//! Error types for the audit log

use arbiter_types::ClockError;
use thiserror::Error;

/// Audit log errors.
///
/// A tampered log is not an error: it is reported through
/// [`VerificationReport`](crate::VerificationReport).
#[derive(Error, Debug)]
pub enum AuditError {
    #[error("record cannot be canonically serialized: {0}")]
    Serialization(String),

    #[error("invalid audit key: {0}")]
    InvalidKey(String),

    #[error("audit store I/O error: {0}")]
    Io(#[from] std::io::Error),

    #[error("audit store JSON error: {0}")]
    Json(#[from] serde_json::Error),

    #[error(transparent)]
    Clock(#[from] ClockError),
}

/// Result type for audit operations
pub type Result<T> = std::result::Result<T, AuditError>;
//! Minimal-intervention selection.
//!
//! Options are ordered by the composite key
//! `(1 - reversibility, minimality, friction)` ascending: most reversible
//! first, then least structurally invasive, then lowest friction. Equal keys
//! fall back to input position, so the order is total and deterministic.

use std::cmp::Ordering;

use arbiter_types::InterventionOption;
use tracing::debug;

use crate::error::PolicyError;

/// Picks the least invasive option from a candidate set.
#[derive(Clone, Copy, Debug, Default)]
pub struct MinimalInterventionSelector;

impl MinimalInterventionSelector {
    pub fn new() -> Self {
        Self
    }

    fn compare(a: (usize, &InterventionOption), b: (usize, &InterventionOption)) -> Ordering {
        let (ia, a) = a;
        let (ib, b) = b;
        (1.0 - a.reversibility())
            .total_cmp(&(1.0 - b.reversibility()))
            .then_with(|| a.minimality().total_cmp(&b.minimality()))
            .then_with(|| a.friction().total_cmp(&b.friction()))
            .then_with(|| ia.cmp(&ib))
    }

    /// The full ordering, least invasive first.
    pub fn rank<'a>(&self, options: &'a [InterventionOption]) -> Vec<&'a InterventionOption> {
        let mut indexed: Vec<(usize, &InterventionOption)> = options.iter().enumerate().collect();
        indexed.sort_by(|a, b| Self::compare(*a, *b));
        indexed.into_iter().map(|(_, option)| option).collect()
    }

    pub fn choose<'a>(
        &self,
        options: &'a [InterventionOption],
    ) -> Result<&'a InterventionOption, PolicyError> {
        let chosen = options
            .iter()
            .enumerate()
            .min_by(|a, b| Self::compare(*a, *b))
            .map(|(_, option)| option)
            .ok_or(PolicyError::EmptyOptionSet)?;
        debug!(
            option = chosen.id(),
            candidates = options.len(),
            "minimal intervention selected"
        );
        Ok(chosen)
    }
}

#### [Task to complete]
Quote, word for word, every line from the top of the entries through the line that holds "the composite key".

#### [Exercise response]
//! Error types for the audit log

use arbiter_types::ClockError;
use thiserror::Error;

/// Audit log errors.
///
/// A tampered log is not an error: it is reported through
/// [`VerificationReport`](crate::VerificationReport).
#[derive(Error, Debug)]
pub enum AuditError {
    #[error("record cannot be canonically serialized: {0}")]
    Serialization(String),

    #[error("invalid audit key: {0}")]
    InvalidKey(String),

    #[error("audit store I/O error: {0}")]
    Io(#[from] std::io::Error),

    #[error("audit store JSON error: {0}")]
    Json(#[from] serde_json::Error),

    #[error(transparent)]
    Clock(#[from] ClockError),
}

/// Result type for audit operations
pub type Result<T> = std::result::Result<T, AuditError>;
//! Minimal-intervention selection.
//!
//! Options are ordered by the composite key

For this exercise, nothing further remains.